3. D'autre part, aux termes de l'article R. 432-1 du code de l'entrée et du séjour des étrangers et du droit d'asile : " Le silence gardé par l'autorité administrative sur les demandes de titres de séjour vaut décision implicite de rejet ". Selon l'article R. 432-2 de ce même code : " La décision implicite de rejet mentionnée à l'article R. 432-1 naît au terme d'un délai de quatre mois () ".

4. Il ressort des pièces du dossier que, le 28 octobre 2022, M. A a saisi le préfet du Val-de-Marne d'une demande de titre de séjour. En vertu des dispositions précitées des articles R. 432-1 et R. 432-2 du code de l'entrée et du séjour des étrangers et du droit d'asile, une décision implicite de rejet est née le 28 février 2023. Il ressort, en outre, des pièces du dossier que le requérant a, dans le délai de recours courant à compter de la naissance de cette décision, sollicité la communication des motifs de la décision par un courrier du 1er mars 2023, adressé par lettre recommandée avec accusé de réception et reçu le 6 mars 2023 par les services de la préfecture. Il n'est pas contesté que le préfet du Val-de-Marne n'a pas répondu à cette demande. Dès lors, faute de réponse dans le délai d'un mois suivant cette demande, la décision implicite de rejet litigieuse doit être annulée comme étant entachée d'un défaut de motivation.

5. Il résulte de tout ce qui précède que M. A est fondé à demander l'annulation de la décision implicite par laquelle le préfet du Val-de-Marne a refusé de lui délivrer un titre de séjour.

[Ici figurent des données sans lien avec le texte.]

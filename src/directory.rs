//! Cached access to the identity provider's published signing keys

use std::sync::Arc;
use std::time::{Duration, Instant};

use arc_swap::ArcSwap;
use reqwest::header::{self, HeaderValue};
use reqwest::{Client, StatusCode};
use thiserror::Error;
use tokio::sync::Mutex;

use crate::jwks::{Jwk, Jwks};

/// Failure to resolve a signing key
#[derive(Debug, Error)]
pub enum DirectoryError {
    /// The identifier is absent even from a current key set
    ///
    /// Signals an invalid or foreign token rather than a provider outage.
    #[error("no signing key matches key id '{0}'")]
    KeyNotFound(String),
    /// The key-set fetch failed or timed out
    #[error("failed to fetch the provider key set")]
    ProviderUnavailable(#[source] reqwest::Error),
}

#[derive(Debug)]
struct KeySet {
    jwks: Jwks,
    fetched_at: Option<Instant>,
    etag: Option<HeaderValue>,
    last_modified: Option<HeaderValue>,
}

impl KeySet {
    fn seeded(jwks: Jwks) -> Self {
        Self {
            jwks,
            fetched_at: Some(Instant::now()),
            etag: None,
            last_modified: None,
        }
    }

    fn unpopulated() -> Self {
        Self {
            jwks: Jwks::default(),
            fetched_at: None,
            etag: None,
            last_modified: None,
        }
    }
}

#[derive(Debug)]
struct RemoteOptions {
    jwks_url: String,
    client: Client,
    refresh_ttl: Duration,
}

#[derive(Debug)]
struct Inner {
    data: ArcSwap<KeySet>,
    remote: Option<RemoteOptions>,
    refresh_lock: Mutex<()>,
}

/// A process-local cache of the provider's signing keys
///
/// Reads are lock-free; the cached key set is replaced wholesale through an
/// atomic pointer swap, so concurrent resolutions observe either the old or
/// the fully populated new set, never a mix. Refreshes are serialized
/// through an exclusive lock.
#[derive(Clone, Debug)]
#[must_use]
pub struct KeyDirectory {
    inner: Arc<Inner>,
}

impl KeyDirectory {
    /// Constructs a directory over a fixed, locally supplied key set
    ///
    /// No remote endpoint is consulted; [`refresh`](Self::refresh) is a
    /// no-op and the set only changes through [`set_keys`](Self::set_keys).
    pub fn new(jwks: Jwks) -> Self {
        Self {
            inner: Arc::new(Inner {
                data: ArcSwap::from_pointee(KeySet::seeded(jwks)),
                remote: None,
                refresh_lock: Mutex::new(()),
            }),
        }
    }

    /// Constructs a directory backed by a remote JWKS endpoint
    ///
    /// No network activity happens here; the first resolution populates the
    /// cache. Every fetch is bounded by `http_timeout`, and the cached set
    /// is refreshed once `refresh_ttl` has elapsed since the last fetch.
    pub fn remote(
        jwks_url: impl Into<String>,
        refresh_ttl: Duration,
        http_timeout: Duration,
    ) -> Result<Self, reqwest::Error> {
        let client = Client::builder()
            .user_agent(concat!("tokengate/", env!("CARGO_PKG_VERSION")))
            .timeout(http_timeout)
            .build()?;

        Ok(Self {
            inner: Arc::new(Inner {
                data: ArcSwap::from_pointee(KeySet::unpopulated()),
                remote: Some(RemoteOptions {
                    jwks_url: jwks_url.into(),
                    client,
                    refresh_ttl,
                }),
                refresh_lock: Mutex::new(()),
            }),
        })
    }

    /// Replaces the cached key set wholesale
    pub fn set_keys(&self, jwks: Jwks) {
        self.inner.data.store(Arc::new(KeySet::seeded(jwks)));
    }

    /// Looks up the signing key for the given key identifier
    ///
    /// An unpopulated or stale cache is refreshed first; a fetch failure
    /// surfaces as [`DirectoryError::ProviderUnavailable`]. A key id absent
    /// from a current set is [`DirectoryError::KeyNotFound`] — the caller
    /// decides whether a forced [`refresh`](Self::refresh) is warranted.
    pub async fn resolve(&self, kid: &str) -> Result<Jwk, DirectoryError> {
        if self.is_stale() {
            self.refresh_if_stale().await?;
        }

        let guard = self.inner.data.load();
        guard
            .jwks
            .get_key(kid)
            .cloned()
            .ok_or_else(|| DirectoryError::KeyNotFound(kid.to_owned()))
    }

    /// Fetches the key set from the remote endpoint, replacing the cache
    ///
    /// A no-op for a locally seeded directory. No retries are attempted; a
    /// failed fetch leaves the cached set unchanged.
    #[tracing::instrument(skip(self))]
    pub async fn refresh(&self) -> Result<(), DirectoryError> {
        let Some(remote) = &self.inner.remote else {
            return Ok(());
        };

        let _guard = self.inner.refresh_lock.lock().await;
        self.fetch(remote).await
    }

    fn is_stale(&self) -> bool {
        let Some(remote) = &self.inner.remote else {
            return false;
        };

        match self.inner.data.load().fetched_at {
            None => true,
            Some(at) => at.elapsed() >= remote.refresh_ttl,
        }
    }

    async fn refresh_if_stale(&self) -> Result<(), DirectoryError> {
        let Some(remote) = &self.inner.remote else {
            return Ok(());
        };

        let _guard = self.inner.refresh_lock.lock().await;

        // A concurrent refresher may have repopulated the cache while this
        // task waited on the lock.
        if !self.is_stale() {
            return Ok(());
        }

        self.fetch(remote).await
    }

    async fn fetch(&self, remote: &RemoteOptions) -> Result<(), DirectoryError> {
        tracing::debug!(jwks.url = %remote.jwks_url, "refreshing JWKS");

        let mut request = remote.client.get(&remote.jwks_url);
        {
            let data = self.inner.data.load();
            if let Some(etag) = &data.etag {
                request = request.header(header::IF_NONE_MATCH, etag);
            } else if let Some(last_modified) = &data.last_modified {
                request = request.header(header::IF_MODIFIED_SINCE, last_modified);
            }
        }

        let response = request
            .send()
            .await
            .map_err(DirectoryError::ProviderUnavailable)?;

        if response.status() == StatusCode::NOT_MODIFIED {
            tracing::debug!("JWKS not modified");
            let prior = self.inner.data.load_full();
            self.inner.data.store(Arc::new(KeySet {
                jwks: prior.jwks.clone(),
                fetched_at: Some(Instant::now()),
                etag: prior.etag.clone(),
                last_modified: prior.last_modified.clone(),
            }));
            return Ok(());
        }

        if let Err(err) = response.error_for_status_ref() {
            let error: &dyn std::error::Error = &err;
            tracing::warn!(
                error,
                http.status_code = response.status().as_u16(),
                "JWKS refresh failed; unexpected response status",
            );
            return Err(DirectoryError::ProviderUnavailable(err));
        }

        let etag = response.headers().get(header::ETAG).map(ToOwned::to_owned);
        let last_modified = response
            .headers()
            .get(header::LAST_MODIFIED)
            .map(ToOwned::to_owned);

        match response.json::<Jwks>().await {
            Ok(jwks) => {
                self.inner.data.store(Arc::new(KeySet {
                    jwks,
                    fetched_at: Some(Instant::now()),
                    etag,
                    last_modified,
                }));
                tracing::info!(jwks.url = %remote.jwks_url, "JWKS refreshed");
                Ok(())
            }
            Err(err) => {
                let error: &dyn std::error::Error = &err;
                tracing::warn!(error, "JWKS refresh failed; malformed key set");
                Err(DirectoryError::ProviderUnavailable(err))
            }
        }
    }
}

Sur les conclusions à fin d'injonction :

6. Eu égard au motif d'annulation retenu, le présent jugement implique seulement qu'il soit enjoint au préfet du Val-de-Marne, ou à tout autre préfet territorialement compétent, de réexaminer la demande de M. A dans un délai de trois mois à compter de sa notification. Il y a également lieu d'enjoindre au préfet du Val-de-Marne ou à tout autre préfet territorialement compétent de munir M. A d'une autorisation provisoire de séjour dans un délai de 8 jours à compter de la notification du présent jugement, dans l'attente d'une nouvelle décision.

Sur les frais liés au litige :

7. Il y a lieu, dans les circonstances de l'espèce, de mettre à la charge de l'État une somme de 1 200 euros à verser à M. A sur le fondement de l'article L. 761-1 du code de justice administrative.

D E C I D E :

Article 1er : La décision du 28 février 2023 par laquelle le préfet du Val-de-Marne a implicitement rejeté la demande de titre de séjour de M. A est annulée.

Article 2 : Il est enjoint au préfet du Val-de-Marne ou à tout autre préfet territorialement compétent, d'une part, de réexaminer la situation de M. A dans un délai de trois mois à compter de la notification du présent jugement et, d'autre part, de munir M. A d'une autorisation provisoire de séjour dans un délai de 8 jours à compter de la notification du présent jugement, dans l'attente d'une nouvelle décision.

Article 3 : L'État versera à M. A une somme de 1 200 euros sur le fondement des dispositions de l'article L. 761-1 du code de justice administrative.

Article 4 : Le présent jugement sera notifié à M. B A et au préfet du Val-de-Marne.

Délibéré après l'audience du 6 juin 2025, à laquelle siégeaient :

Mme Mullié, présidente,

Mme Senichault de Izaguirre, conseillère,

M. Collen-Renaux, conseiller.

Rendu public par mise à disposition au greffe le 27 juin 2025.

Le rapporteur,

T. COLLEN-RENAUXLa présidente,

N. MULLIÉ

La greffière,

V. GUILLEMARD

La République mande et ordonne au préfet du Val-de-Marne en ce qui le concerne ou à tous commissaires de justice à ce requis en ce qui concerne les voies de droit commun contre les parties privées, de pourvoir à l'exécution de la présente décision.